Personal information
- Full name: Dean Gary Parrett
- Date of birth: 16 November 1991 (age 34)
- Place of birth: Hampstead, England
- Height: 5 ft 10 in (1.78 m)
- Position: Midfielder

Youth career
- 2006–2007: Queens Park Rangers
- 2007–2008: Tottenham Hotspur

Senior career*
- Years: Team / Apps / (Gls)
- 2008–2013: Tottenham Hotspur / 0 / (0)
- 2009: → Aldershot Town (loan) / 4 / (0)
- 2010: → Plymouth Argyle (loan) / 8 / (1)
- 2011: → Charlton Athletic (loan) / 9 / (1)
- 2012: → Yeovil Town (loan) / 10 / (1)
- 2013: → Swindon Town (loan) / 3 / (0)
- 2013–2016: Stevenage / 69 / (8)
- 2016–2018: AFC Wimbledon / 55 / (7)
- 2018–2019: Gillingham / 27 / (1)
- 2019–2020: Stevenage / 17 / (0)
- 2020: Wealdstone / 4 / (0)
- 2020–2021: Barnet / 2 / (0)
- 2022: Biggleswade Town / 6 / (1)
- Total:  / 214 / (20)

International career
- 2006–2007: England U16 / 7 / (0)
- 2007–2008: England U17 / 5 / (0)
- 2009–2010: England U19 / 11 / (4)
- 2011: England U20 / 3 / (0)

= Dean Parrett =

English footballer (born 1991)

Dean Gary Parrett (born 16 November 1991) is an English former professional footballer who played as a midfielder. He played in the Football League for several clubs and represented England from under-16 to under-20 level.

==Career==

===Tottenham Hotspur===
Born in Hampstead, London, Parrett signed for the Tottenham Hotspur Academy from Queens Park Rangers in February 2007. He made his first team debut for Tottenham in a UEFA Cup match against Shakhtar Donetsk on 19 February 2009. He joined League Two team Aldershot Town on a month's loan on 17 September. Aldershot enquired for an extension but instead Parrett returned to Spurs on 23 October after playing four games. He signed a new three-year contract at White Hart Lane in August 2010, before joining Plymouth Argyle on loan until the end of the 2010–11 season. He scored his first career goal whilst at Plymouth in a 3–1 win over Bristol Rovers. On 10 November 2010, it was mutually agreed between Tottenham and Argyle that Parrett's loan be cut short and he returned to Tottenham.

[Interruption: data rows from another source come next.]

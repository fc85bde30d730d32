//! Tolerance predicates used to judge candidate output
//!
//! Every bound is absolute except [`approx`], which only the prefix
//! multiply-accumulate kernels use.

use crate::math::{DrawVert, JointMat, JointQuat, Plane, Vec2, Vec3, Vec4};

/// `|a - b| <= eps * max(1, |a|)`
#[inline]
pub fn approx(a: f32, b: f32, eps: f32) -> bool {
    (a - b).abs() <= eps * a.abs().max(1.0)
}

/// `|a - b| <= eps`
#[inline]
pub fn within(a: f32, b: f32, eps: f32) -> bool {
    (a - b).abs() <= eps
}

pub fn all_approx(a: &[f32], b: &[f32], eps: f32) -> bool {
    a.len() == b.len() && a.iter().zip(b).all(|(&x, &y)| approx(x, y, eps))
}

pub fn all_within(a: &[f32], b: &[f32], eps: f32) -> bool {
    a.len() == b.len() && a.iter().zip(b).all(|(&x, &y)| within(x, y, eps))
}

/// Flat dot products agree to `eps` scaled by `Σ|x·y|`
///
/// Reordered summation error grows with the magnitude of the summed terms,
/// not with the (possibly cancelled) result.
pub fn dot_agrees(a: f32, b: f32, x: &[f32], y: &[f32], eps: f32) -> bool {
    let magnitude: f32 = x.iter().zip(y).map(|(p, q)| (p * q).abs()).sum();
    (a - b).abs() <= eps * magnitude.max(1.0)
}

pub fn vec2s_within(a: &[Vec2], b: &[Vec2], eps: f32) -> bool {
    a.len() == b.len() && a.iter().zip(b).all(|(x, y)| x.compare(y, eps))
}

pub fn vec3_within(a: &Vec3, b: &Vec3, eps: f32) -> bool {
    within(a.x, b.x, eps) && within(a.y, b.y, eps) && within(a.z, b.z, eps)
}

pub fn vec4s_within(a: &[Vec4], b: &[Vec4], eps: f32) -> bool {
    a.len() == b.len()
        && a.iter().zip(b).all(|(x, y)| {
            within(x.x, y.x, eps)
                && within(x.y, y.y, eps)
                && within(x.z, y.z, eps)
                && within(x.w, y.w, eps)
        })
}

pub fn planes_within(a: &[Plane], b: &[Plane], eps: f32) -> bool {
    a.len() == b.len() && a.iter().zip(b).all(|(x, y)| x.compare(y, eps, eps))
}

/// Skinned positions agree; all other vertex fields must be untouched and equal
pub fn verts_xyz_within(a: &[DrawVert], b: &[DrawVert], eps: f32) -> bool {
    a.len() == b.len()
        && a.iter().zip(b).all(|(x, y)| {
            vec3_within(&x.xyz, &y.xyz, eps)
                && x.st == y.st
                && x.normal == y.normal
                && x.tangents == y.tangents
                && x.color == y.color
        })
}

/// Tangent frames agree; position, texture coordinates and color are bit-equal
pub fn verts_tangents_within(a: &[DrawVert], b: &[DrawVert], eps: f32) -> bool {
    a.len() == b.len()
        && a.iter().zip(b).all(|(x, y)| {
            x.xyz == y.xyz
                && x.st == y.st
                && x.color == y.color
                && vec3_within(&x.normal, &y.normal, eps)
                && vec3_within(&x.tangents[0], &y.tangents[0], eps)
                && vec3_within(&x.tangents[1], &y.tangents[1], eps)
        })
}

pub fn joint_mats_within(a: &[JointMat], b: &[JointMat], eps: f32) -> bool {
    a.len() == b.len() && a.iter().zip(b).all(|(x, y)| x.compare(y, eps))
}

/// Rotations within `rot_eps`, translations within `trans_eps`
pub fn joint_quats_within(a: &[JointQuat], b: &[JointQuat], rot_eps: f32, trans_eps: f32) -> bool {
    a.len() == b.len()
        && a.iter().zip(b).all(|(x, y)| x.q.compare(&y.q, rot_eps) && x.t.compare(&y.t, trans_eps))
}

#[cfg(test)]
mod tests {
    use super::*;

    #[test]
    fn test_within_is_absolute_at_every_magnitude() {
        assert!(!within(14.0, 14.000_13, 1e-5));
        assert!(!all_within(&[0.0, 14.0], &[0.0, 14.000_13], 1e-5));
        assert!(all_within(&[14.0], &[14.000_005], 1e-5));
        assert!(!vec3_within(&Vec3::new(0.0, 14.0, 0.0), &Vec3::new(0.0, 14.000_13, 0.0), 1e-5));
    }

    #[test]
    fn test_approx_is_relative_above_one() {
        assert!(approx(1000.0, 1000.005, 1e-5));
        assert!(!approx(1000.0, 1000.05, 1e-5));
        assert!(approx(0.5, 0.500_001, 1e-5));
        assert!(!approx(0.5, 0.5001, 1e-5));
    }

    #[test]
    fn test_length_mismatch_disagrees() {
        assert!(!all_approx(&[1.0], &[1.0, 2.0], 1.0));
        assert!(all_within(&[], &[], 0.0));
    }

    #[test]
    fn test_nan_never_agrees() {
        assert!(!approx(f32::NAN, f32::NAN, 1.0));
        assert!(!within(f32::NAN, f32::NAN, 1.0));
    }

    #[test]
    fn test_dot_tolerance_scales_with_terms() {
        let x = [1e4f32, -1e4, 1.0];
        let y = [1e4f32, 1e4, 1.0];
        // exact result 1, but the terms are 1e8 in magnitude
        assert!(dot_agrees(1.0, 9.0, &x, &y, 1e-4));
        assert!(!dot_agrees(1.0, 9.0, &[1.0], &[1.0], 1e-4));
    }

    #[test]
    fn test_verts_xyz_rejects_disturbed_fields() {
        let a = DrawVert::at(Vec3::new(1.0, 2.0, 3.0));
        let mut b = a;
        assert!(verts_xyz_within(&[a], &[b], 0.0));
        b.color[2] = 9;
        assert!(!verts_xyz_within(&[a], &[b], 1.0));
    }
}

In March 2011, Parrett signed for League One side Charlton Athletic on loan until the end of the 2010–11 season. He scored once for Charlton in a 3–1 win over Rochdale.

On 13 January 2012, Parrett signed on loan with Yeovil Town for one month, which was extended until the end of the season on 8 February 2012, and he scored in the 3–2 win over Colchester United on 18 February 2012.

On 28 March 2013, Parrett sign to Swindon Town on loan along with fellow Spurs trainees Nathan Byrne and Massimo Luongo. The very next day he went straight into the squad to face Oldham and play the full 90 minutes in a 1–1 result.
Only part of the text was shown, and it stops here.